City govt fails to clean up pollution
Updated: 2011-10-11 08:04
By Xiang Mingchao and An Baijie (China Daily)
A mechanical digger disposes of toxic chromium residue in Lianggou village of Yima city in Henan province on Monday. Xiang Mingchao / China Daily
YIMA, Henan - More than 200 villagers in Central China's Henan province do not have clean water to drink because their water sources were polluted by chromium residue, a toxic chemical waste which the central government had ordered to be cleared 10 months ago.
A total of 250,000 tons of chromium residue, the byproduct of a local chemical factory, remains unprocessed on a hill in Lianggou village of Yima city. The toxic chemical has leaked into the soil and groundwater due to this year's long rainy season, according to a statement released by Yima city government on Monday.
Chromium residue is a hazardous waste generated during the production of chromium metal and chromium salt. Hexavalent compounds in the residue are the most toxic.
Zhang Zhijian, head of Yima bureau of environmental protection, said hexavalent chromium was found in the local wells, according to a China News Service report on Monday.
Lu Xiaozhao, a Lianggou villager, said on Monday that the local government has to transport clean water to the village from the city because residents have no clean water to drink.
"Even the peanuts and sweet potatoes growing in the polluted land are not safe to eat," Lu said.

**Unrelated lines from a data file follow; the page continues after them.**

//! API error types and responses.
//!
//! This module defines the standard error format for all HTTP responses and
//! the mapping of domain errors onto gRPC status codes.

use axum::http::StatusCode;
use axum::response::{IntoResponse, Response};
use axum::Json;
use serde::Serialize;
use thiserror::Error;

use aura_fleet_auth::AuthError;
use aura_fleet_control::ControlError;

/// API error type that implements `IntoResponse`.
#[derive(Debug, Error)]
pub enum ApiError {
    /// Missing or invalid credentials.
    #[error("unauthorized")]
    Unauthorized,

    /// The requested resource was not found.
    #[error("not found: {0}")]
    NotFound(String),

    /// Invalid request body or parameters.
    #[error("bad request: {0}")]
    BadRequest(String),

    /// Internal server error.
    #[error("internal error: {0}")]
    Internal(String),
}

/// Error response body.
#[derive(Debug, Serialize)]
struct ErrorResponse {
    error: ErrorBody,
}

/// Error details.
#[derive(Debug, Serialize)]
struct ErrorBody {
    code: &'static str,
    message: String,
}

impl ApiError {
    /// Get the HTTP status code for this error.
    #[must_use]
    pub const fn status_code(&self) -> StatusCode {
        match self {
            Self::Unauthorized => StatusCode::UNAUTHORIZED,
            Self::NotFound(_) => StatusCode::NOT_FOUND,
            Self::BadRequest(_) => StatusCode::BAD_REQUEST,
            Self::Internal(_) => StatusCode::INTERNAL_SERVER_ERROR,
        }
    }

    /// Get the error code string for this error.
    #[must_use]
    pub const fn code(&self) -> &'static str {
        match self {
            Self::Unauthorized => "unauthorized",
            Self::NotFound(_) => "not_found",
            Self::BadRequest(_) => "bad_request",
            Self::Internal(_) => "internal_error",
        }
    }
}

impl IntoResponse for ApiError {
    fn into_response(self) -> Response {
        let status = self.status_code();
        let code = self.code();
        let message = self.to_string();

        let body = ErrorResponse {
            error: ErrorBody { code, message },
        };

        (status, Json(body)).into_response()
    }
}

impl From<AuthError> for ApiError {
    fn from(err: AuthError) -> Self {
        match err {
            AuthError::MissingToken
            | AuthError::InvalidFormat
            | AuthError::UnknownToken
            | AuthError::Revoked => Self::Unauthorized,
            AuthError::Internal(_) => {
                tracing::error!(error = %err, "Auth internal error");
                Self::Internal("authentication service error".to_string())
            }
        }
    }
}

impl From<ControlError> for ApiError {
    fn from(err: ControlError) -> Self {
        match err {
            ControlError::JobNotFound(id) => Self::NotFound(format!("job {id}")),
            ControlError::CommandNotFound(id) => Self::NotFound(format!("command {id}")),
            ControlError::InvalidData(msg) => Self::BadRequest(msg),
            ControlError::Store(store_err) => {
                tracing::error!(error = %store_err, "Store error");
                Self::Internal("storage error".to_string())
            }
        }
    }
}

/// Map an authentication failure onto a gRPC status.
#[must_use]
pub fn auth_status(err: &AuthError) -> tonic::Status {
    if err.is_unauthenticated() {
        tonic::Status::unauthenticated(err.to_string())
    } else {
        tracing::error!(error = %err, "Auth internal error");
        tonic::Status::internal("authentication service error")
    }
}
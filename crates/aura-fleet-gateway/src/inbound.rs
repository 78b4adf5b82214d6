//! Node reports shared by both agent transports.
//!
//! The WebSocket and gRPC sessions decode their own wire formats and then
//! hand the fields to these helpers. Bad input from a node never ends the
//! session: decode failures are logged as warnings and storage failures as
//! errors.

use aura_fleet_control::{
    CommandKind, ControlError, FleetControl, Job, JobId, JobStatus, NodeCommand, NodeId,
    RegisterCommand, TransportKind,
};

/// A job result as received from a node, before parsing.
#[derive(Debug, Clone)]
pub struct RawJobResult {
    /// Job ID as sent.
    pub job_id: String,
    /// Reported status, or `None` if the transport could not express one.
    pub status: Option<JobStatus>,
    /// Output text.
    pub output: String,
    /// Error text.
    pub error: String,
}

/// A command advertisement as received from a node.
#[derive(Debug, Clone)]
pub struct RawCommand {
    /// Command name.
    pub name: String,
    /// Description.
    pub description: String,
    /// Parsed kind; `None` means the default kind.
    pub kind: Option<CommandKind>,
    /// Script location, empty when absent.
    pub script_path: Option<String>,
}

/// Apply a job result reported over `transport`.
///
/// Returns the updated job, or `None` if the report was dropped.
pub async fn apply_job_result<C: FleetControl + ?Sized>(
    control: &C,
    transport: TransportKind,
    node_id: &NodeId,
    report: RawJobResult,
) -> Option<Job> {
    let Ok(job_id) = report.job_id.parse::<JobId>() else {
        tracing::warn!(
            transport = %transport,
            node_id = %node_id,
            job_id = %report.job_id,
            "Dropping job result with malformed job id"
        );
        return None;
    };

    let Some(status) = report.status else {
        tracing::warn!(
            transport = %transport,
            node_id = %node_id,
            job_id = %job_id,
            "Dropping job result without a usable status"
        );
        return None;
    };

    match control.get_job(&job_id).await {
        Ok(job) if job.node_id != *node_id => {
            tracing::warn!(
                transport = %transport,
                node_id = %node_id,
                job_id = %job_id,
                owner = %job.node_id,
                "Dropping job result for a job owned by another node"
            );
            return None;
        }
        Ok(_) => {}
        Err(ControlError::JobNotFound(_)) => {
            tracing::warn!(
                transport = %transport,
                node_id = %node_id,
                job_id = %job_id,
                "Job result for unknown job"
            );
            return None;
        }
        Err(e) => {
            tracing::error!(
                transport = %transport,
                node_id = %node_id,
                job_id = %job_id,
                error = %e,
                "Failed to load job for result"
            );
            return None;
        }
    }

    match control
        .report_job_result(&job_id, status, report.output, report.error)
        .await
    {
        Ok(job) => {
            tracing::debug!(
                transport = %transport,
                node_id = %node_id,
                job_id = %job_id,
                status = %job.status,
                "Job result applied"
            );
            Some(job)
        }
        Err(ControlError::JobNotFound(_)) => {
            tracing::warn!(
                transport = %transport,
                node_id = %node_id,
                job_id = %job_id,
                "Job result for unknown job"
            );
            None
        }
        Err(e) => {
            tracing::error!(
                transport = %transport,
                node_id = %node_id,
                job_id = %job_id,
                error = %e,
                "Failed to apply job result"
            );
            None
        }
    }
}

/// Register a command advertised over `transport`.
///
/// Returns the stored command, or `None` if it was rejected.
pub async fn apply_register_command<C: FleetControl + ?Sized>(
    control: &C,
    transport: TransportKind,
    node_id: &NodeId,
    command: RawCommand,
) -> Option<NodeCommand> {
    let request = RegisterCommand {
        node_id: *node_id,
        name: command.name,
        description: command.description,
        kind: command.kind,
        script_path: command.script_path,
    };
    let name = request.name.clone();

    match control.register_command(request).await {
        Ok(stored) => {
            tracing::debug!(
                transport = %transport,
                node_id = %node_id,
                command = %stored.name,
                command_id = %stored.id,
                "Command registered"
            );
            Some(stored)
        }
        Err(ControlError::InvalidData(reason)) => {
            tracing::warn!(
                transport = %transport,
                node_id = %node_id,
                command = %name,
                reason = %reason,
                "Rejected command registration"
            );
            None
        }
        Err(e) => {
            tracing::error!(
                transport = %transport,
                node_id = %node_id,
                command = %name,
                error = %e,
                "Failed to register command"
            );
            None
        }
    }
}
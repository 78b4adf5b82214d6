fn main() -> Result<(), Box<dyn std::error::Error>> {
    let proto_file = "proto/node_agent.proto";

    println!("cargo:rerun-if-changed={proto_file}");

    // Use the vendored protoc so builds don't depend on a system install.
    std::env::set_var("PROTOC", protoc_bin_vendored::protoc_bin_path()?);

    tonic_build::compile_protos(proto_file)?;

    Ok(())
}
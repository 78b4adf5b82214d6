//! Transport-agnostic job dispatch.
//!
//! Each transport exposes a [`Dispatcher`]. [`MultiDispatcher`] composes them
//! into an ordered fallback chain: the first transport with a live connection
//! for the node takes the job.

use std::sync::Arc;

use aura_fleet_core::{JobId, NodeId};
use aura_fleet_store::CommandKind;

use crate::error::DispatchError;
use crate::registry::ConnectionRegistry;
use crate::types::ExecuteJob;

/// Hands an execute instruction to a node without blocking.
pub trait Dispatcher: Send + Sync {
    /// Name used when logging dispatch outcomes.
    fn name(&self) -> &str;

    /// Queue a job for execution on the node.
    ///
    /// This makes at most one attempt and never waits for queue space.
    ///
    /// # Errors
    ///
    /// Returns `DispatchError::NotConnected` if the node has no live
    /// connection, `DispatchError::Unavailable` if its queue is full, and
    /// `DispatchError::Encode` if the message could not be built.
    fn dispatch_job(
        &self,
        node_id: &NodeId,
        job_id: &JobId,
        command_name: &str,
        command_type: CommandKind,
    ) -> Result<(), DispatchError>;
}

/// Builds a transport's wire message for an execute instruction.
pub trait JobEncoder: Send + Sync {
    /// The message type the transport's writer consumes.
    type Message: Send + 'static;

    /// Encode the instruction.
    ///
    /// # Errors
    ///
    /// Returns `DispatchError::Encode` if serialization fails.
    fn encode(&self, job: &ExecuteJob) -> Result<Self::Message, DispatchError>;
}

/// A [`Dispatcher`] that delivers through a [`ConnectionRegistry`].
pub struct RegistryDispatcher<E: JobEncoder> {
    registry: Arc<ConnectionRegistry<E::Message>>,
    encoder: E,
}

impl<E: JobEncoder> RegistryDispatcher<E> {
    /// Create a dispatcher over a transport's registry.
    #[must_use]
    pub const fn new(registry: Arc<ConnectionRegistry<E::Message>>, encoder: E) -> Self {
        Self { registry, encoder }
    }
}

impl<E: JobEncoder> Dispatcher for RegistryDispatcher<E> {
    fn name(&self) -> &str {
        self.registry.transport().as_str()
    }

    fn dispatch_job(
        &self,
        node_id: &NodeId,
        job_id: &JobId,
        command_name: &str,
        command_type: CommandKind,
    ) -> Result<(), DispatchError> {
        let entry = self
            .registry
            .lookup(node_id)
            .ok_or(DispatchError::NotConnected(*node_id))?;

        let message = self.encoder.encode(&ExecuteJob {
            job_id: *job_id,
            command_name: command_name.to_string(),
            command_type,
        })?;

        entry.try_send(message)?;

        tracing::debug!(
            node_id = %node_id,
            job_id = %job_id,
            transport = %entry.transport(),
            connection_id = %entry.connection_id(),
            "Queued job for node"
        );
        Ok(())
    }
}

/// Ordered fallback over several dispatchers.
///
/// Returns on the first success. If every dispatcher fails, the last error is
/// returned; an empty list reports `NotConnected`.
#[derive(Default)]
pub struct MultiDispatcher {
    dispatchers: Vec<Arc<dyn Dispatcher>>,
}

impl MultiDispatcher {
    /// Create a dispatcher that tries `dispatchers` in order.
    #[must_use]
    pub fn new(dispatchers: Vec<Arc<dyn Dispatcher>>) -> Self {
        Self { dispatchers }
    }

    /// Append a dispatcher to the end of the chain.
    #[must_use]
    pub fn with(mut self, dispatcher: Arc<dyn Dispatcher>) -> Self {
        self.dispatchers.push(dispatcher);
        self
    }

    /// Number of dispatchers in the chain.
    #[must_use]
    pub fn len(&self) -> usize {
        self.dispatchers.len()
    }

    /// Returns true if the chain has no dispatchers.
    #[must_use]
    pub fn is_empty(&self) -> bool {
        self.dispatchers.is_empty()
    }
}

impl Dispatcher for MultiDispatcher {
    fn name(&self) -> &str {
        "multi"
    }

    fn dispatch_job(
        &self,
        node_id: &NodeId,
        job_id: &JobId,
        command_name: &str,
        command_type: CommandKind,
    ) -> Result<(), DispatchError> {
        let mut last_error = DispatchError::NotConnected(*node_id);
        for dispatcher in &self.dispatchers {
            match dispatcher.dispatch_job(node_id, job_id, command_name, command_type) {
                Ok(()) => return Ok(()),
                Err(e) => {
                    tracing::debug!(
                        node_id = %node_id,
                        job_id = %job_id,
                        transport = dispatcher.name(),
                        error = %e,
                        "Dispatch attempt failed"
                    );
                    last_error = e;
                }
            }
        }
        Err(last_error)
    }
}
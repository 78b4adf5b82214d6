//! Node token validation.
//!
//! A token is checked once per connection attempt or request-response call.
//! Validation never caches results, so a revoked credential stops new
//! connections immediately.

use std::sync::Arc;

use async_trait::async_trait;
use aura_fleet_core::NodeId;
use aura_fleet_store::CredentialStore;

use crate::error::{AuthError, Result};
use crate::token::{has_token_prefix, hash_token};

/// A node that presented a valid, unrevoked token.
#[derive(Debug, Clone, PartialEq, Eq)]
pub struct AuthenticatedNode {
    /// The node the token is bound to.
    pub node_id: NodeId,
    /// Hash of the presented token, used to refresh `last_seen_at`.
    pub token_hash: String,
}

/// Trait for validating node bearer tokens.
#[async_trait]
pub trait TokenValidator: Send + Sync {
    /// Validate a raw credential value and resolve the node it belongs to.
    ///
    /// The value may carry a leading `Bearer `.
    ///
    /// # Errors
    ///
    /// Returns an unauthenticated error for missing, malformed, unknown, or
    /// revoked tokens, and `AuthError::Internal` if the lookup fails.
    async fn validate(&self, raw: &str) -> Result<AuthenticatedNode>;
}

/// Strip an optional `Bearer ` scheme and surrounding whitespace.
#[must_use]
pub fn strip_bearer(raw: &str) -> &str {
    let raw = raw.trim();
    raw.strip_prefix("Bearer ").map_or(raw, str::trim)
}

/// Validator backed by a [`CredentialStore`].
pub struct StoreTokenValidator<S> {
    store: Arc<S>,
}

impl<S> StoreTokenValidator<S> {
    /// Create a validator over the given credential store.
    #[must_use]
    pub const fn new(store: Arc<S>) -> Self {
        Self { store }
    }
}

#[async_trait]
impl<S: CredentialStore + 'static> TokenValidator for StoreTokenValidator<S> {
    async fn validate(&self, raw: &str) -> Result<AuthenticatedNode> {
        let token = strip_bearer(raw);
        if token.is_empty() {
            return Err(AuthError::MissingToken);
        }
        if !has_token_prefix(token) {
            return Err(AuthError::InvalidFormat);
        }

        let token_hash = hash_token(token);
        let credential = self
            .store
            .find_credential_by_hash(&token_hash)?
            .ok_or(AuthError::UnknownToken)?;

        if credential.is_revoked() {
            tracing::debug!(node_id = %credential.node_id, "Rejected revoked node token");
            return Err(AuthError::Revoked);
        }

        Ok(AuthenticatedNode {
            node_id: credential.node_id,
            token_hash,
        })
    }
}

/// A mock token validator for testing.
///
/// This validator accepts any token in the format `aura-node_<node_uuid>` and
/// resolves it to that node.
#[cfg(any(test, feature = "test-utils"))]
#[derive(Debug, Default)]
pub struct MockTokenValidator;

#[cfg(any(test, feature = "test-utils"))]
impl MockTokenValidator {
    /// Build the token this validator accepts for a node.
    #[must_use]
    pub fn token_for(node_id: &NodeId) -> String {
        format!("{}{node_id}", crate::token::TOKEN_PREFIX)
    }
}

#[cfg(any(test, feature = "test-utils"))]
#[async_trait]
impl TokenValidator for MockTokenValidator {
    async fn validate(&self, raw: &str) -> Result<AuthenticatedNode> {
        let token = strip_bearer(raw);
        if token.is_empty() {
            return Err(AuthError::MissingToken);
        }
        let rest = token
            .strip_prefix(crate::token::TOKEN_PREFIX)
            .ok_or(AuthError::InvalidFormat)?;
        let node_id: NodeId = rest.parse().map_err(|_| AuthError::UnknownToken)?;

        Ok(AuthenticatedNode {
            node_id,
            token_hash: hash_token(token),
        })
    }
}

Zhao Nuofa, another villager from Lianggou, said that in 2003 the local government built a cement container in the village to seal the chromium waste. He said the container cost nearly 10 million yuan ($1.6 million) but was of poor quality and the chromium residue leaked from it.
Zhao and other residents are building a reservoir to collect poisonous water. "There was too much rain this year and the poisonous water flowed everywhere," he said. "We have to build a temporary reservoir to contain the dirty water."
On Monday, a China Daily reporter found yellow water flowing out of a stock of chromium waste on a hill in Lianggou village, which is 4 km from the urban region. All plants in the area died after the water flowed across the region.
To protect people and the environment from chromium residue, in 2005 the State Council ordered all local governments around the nation to deal with chemical waste within five years.
In 2009 and 2010, the Yima local government allocated 45 million yuan to a local power plant for the disposal of the chromium residue. However, the disposal work halted for some time due to the high price of coal, said the statement released on Monday.
The local government plans to invest a further 50 million yuan within a year and has appointed two other companies to dispose of the waste. All of the chromium residue will be removed by the end of 2012, the statement said.
This is not the first report of chromium residue threatening people's lives.
In late August, a local chemical factory in Qujing of Southwest China's Yunnan province was found to have illegally dumped more than 5,000 metric tons of chromium-contaminated waste near a reservoir and on hills, causing 77 head of livestock to die and threatening tens of millions of people.
Qujing police arrested five suspects in early September for allegedly dumping the waste, Xinhua News Agency reported.
Yang Xiaonan contributed to this story.